(Data extract)

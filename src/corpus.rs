//! Corpus store: loading, validating and persisting word-entry files.

use std::fs;
use std::path::{Path, PathBuf};

use crate::error::{Result, WordAudioError};
use crate::models::WordEntry;

pub const CORPUS_EXT: &str = ".json";

/// List corpus file names in `dir`, sorted. With a filter, the list narrows
/// to the single matching base name; no match is fatal because the operator
/// named that file explicitly.
pub fn list_corpus_files(dir: &Path, file_filter: Option<&str>) -> Result<Vec<String>> {
    let mut files: Vec<String> = fs::read_dir(dir)?
        .filter_map(|entry| entry.ok())
        .filter_map(|entry| entry.file_name().into_string().ok())
        .filter(|name| name.ends_with(CORPUS_EXT))
        .collect();
    files.sort();

    if let Some(filter) = file_filter {
        let wanted = Path::new(filter)
            .file_name()
            .and_then(|name| name.to_str())
            .unwrap_or(filter)
            .to_string();
        files.retain(|name| *name == wanted);
        if files.is_empty() {
            return Err(WordAudioError::NotFound(format!(
                "Target file not found in dir: {}",
                wanted
            )));
        }
    }

    Ok(files)
}

/// One corpus file held in memory while its entries are processed.
///
/// The store tracks whether the in-memory entries differ from what was
/// loaded; only dirty files are ever written back.
#[derive(Debug)]
pub struct CorpusFile {
    pub name: String,
    path: PathBuf,
    entries: Vec<WordEntry>,
    dirty: bool,
}

impl CorpusFile {
    /// Load and validate one corpus file. Anything that is not a JSON array
    /// of entry records is a parse failure for this file only.
    pub fn load(dir: &Path, name: &str) -> Result<CorpusFile> {
        let path = dir.join(name);
        let raw = fs::read_to_string(&path)?;
        let mut entries: Vec<WordEntry> =
            serde_json::from_str(&raw).map_err(|e| WordAudioError::Parse {
                file: name.to_string(),
                message: e.to_string(),
            })?;

        for entry in &mut entries {
            entry.normalize_audios();
        }

        Ok(CorpusFile {
            name: name.to_string(),
            path,
            entries,
            dirty: false,
        })
    }

    pub fn len(&self) -> usize {
        self.entries.len()
    }

    pub fn is_empty(&self) -> bool {
        self.entries.is_empty()
    }

    pub fn entry(&self, index: usize) -> &WordEntry {
        &self.entries[index]
    }

    pub fn is_dirty(&self) -> bool {
        self.dirty
    }

    /// Swap in a transformed entry; marks the file as needing a save.
    pub fn replace_entry(&mut self, index: usize, entry: WordEntry) {
        self.entries[index] = entry;
        self.dirty = true;
    }

    /// Overwrite the file with the stable two-space layout used across the
    /// corpus (entry order untouched, trailing newline).
    pub fn save(&mut self) -> Result<()> {
        let mut body = serde_json::to_string_pretty(&self.entries)?;
        body.push('\n');
        fs::write(&self.path, body)?;
        self.dirty = false;
        Ok(())
    }
}

#[cfg(test)]
mod tests {
    use super::*;
    use crate::models::Language;

    fn write_file(dir: &Path, name: &str, body: &str) {
        fs::write(dir.join(name), body).unwrap();
    }

    #[test]
    fn test_list_is_sorted_and_filtered_to_json() {
        let dir = tempfile::tempdir().unwrap();
        write_file(dir.path(), "b1.json", "[]");
        write_file(dir.path(), "a1.json", "[]");
        write_file(dir.path(), "notes.txt", "x");

        let files = list_corpus_files(dir.path(), None).unwrap();
        assert_eq!(files, vec!["a1.json", "b1.json"]);
    }

    #[test]
    fn test_file_filter_matches_base_name() {
        let dir = tempfile::tempdir().unwrap();
        write_file(dir.path(), "a1.json", "[]");

        let files = list_corpus_files(dir.path(), Some("some/path/a1.json")).unwrap();
        assert_eq!(files, vec!["a1.json"]);

        let err = list_corpus_files(dir.path(), Some("zzz.json")).unwrap_err();
        assert!(matches!(err, WordAudioError::NotFound(_)));
    }

    #[test]
    fn test_load_rejects_non_array_shapes() {
        let dir = tempfile::tempdir().unwrap();
        write_file(dir.path(), "object.json", r#"{"id": "w1"}"#);
        write_file(dir.path(), "garbage.json", "not json");

        for name in ["object.json", "garbage.json"] {
            let err = CorpusFile::load(dir.path(), name).unwrap_err();
            assert!(matches!(err, WordAudioError::Parse { .. }), "{}", name);
        }
    }

    #[test]
    fn test_round_trip_preserves_order_and_unknown_fields() {
        let dir = tempfile::tempdir().unwrap();
        write_file(
            dir.path(),
            "a1.json",
            r#"[
  {
    "id": "w2",
    "level": "A1",
    "words": { "de": "Welt" },
    "audios": {},
    "note": "keep me"
  },
  {
    "id": "w1",
    "level": "A1",
    "words": { "de": "Hallo" },
    "audios": {}
  }
]
"#,
        );

        let mut file = CorpusFile::load(dir.path(), "a1.json").unwrap();
        let updated = file.entry(0).with_audio(Language::De, "de/A1/w2_de.mp3");
        file.replace_entry(0, updated);
        file.save().unwrap();

        let raw = fs::read_to_string(dir.path().join("a1.json")).unwrap();
        assert!(raw.ends_with("]\n"));
        assert!(raw.contains("\"note\": \"keep me\""));
        assert!(raw.contains("de/A1/w2_de.mp3"));

        // порядок записей сохраняется
        let reloaded = CorpusFile::load(dir.path(), "a1.json").unwrap();
        assert_eq!(reloaded.entry(0).id, "w2");
        assert_eq!(reloaded.entry(1).id, "w1");
    }

    #[test]
    fn test_dirty_flag_discipline() {
        let dir = tempfile::tempdir().unwrap();
        write_file(
            dir.path(),
            "a1.json",
            r#"[{"id": "w1", "level": "A1", "words": {"de": "Hallo"}, "audios": {}}]"#,
        );

        let mut file = CorpusFile::load(dir.path(), "a1.json").unwrap();
        assert!(!file.is_dirty());

        let updated = file.entry(0).with_audio(Language::De, "x.mp3");
        file.replace_entry(0, updated);
        assert!(file.is_dirty());

        file.save().unwrap();
        assert!(!file.is_dirty());
    }
}
// Speech synthesis module
// Contains the synthesis seam and the ElevenLabs backend

use async_trait::async_trait;

use crate::error::Result;

pub mod elevenlabs;

pub use elevenlabs::ElevenLabsClient;

/// Trait all synthesis backends implement
#[async_trait]
pub trait SpeechSynthesizer: Send + Sync {
    /// Produce the audio for one piece of text.
    async fn synthesize(&self, voice_id: &str, model_id: &str, text: &str) -> Result<Vec<u8>>;
}

/// Dry-run substitute: succeeds immediately without bytes or network I/O.
pub struct NullSynthesizer;

#[async_trait]
impl SpeechSynthesizer for NullSynthesizer {
    async fn synthesize(&self, _voice_id: &str, _model_id: &str, _text: &str) -> Result<Vec<u8>> {
        Ok(Vec::new())
    }
}
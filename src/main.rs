use clap::Parser;

use wordaudio::config::{Cli, EnvSettings, RunConfig};
use wordaudio::{logger, pipeline};

#[tokio::main]
async fn main() -> anyhow::Result<()> {
    // Инициализируем логгер до любого вывода
    logger::init_logger();

    let cli = Cli::parse();
    let config = RunConfig::resolve(cli, EnvSettings::from_env())?;

    // Ошибки отдельных задач попадают в отчет, а не сюда
    let report = pipeline::run(&config).await?;
    report.print();

    Ok(())
}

(End Data extract)

(Exercise)
Only lines with the word "keep" belong in the answer; copy each of them from the material above.

(Written answer)
    "note": "keep me"
        assert!(raw.contains("\"note\": \"keep me\""));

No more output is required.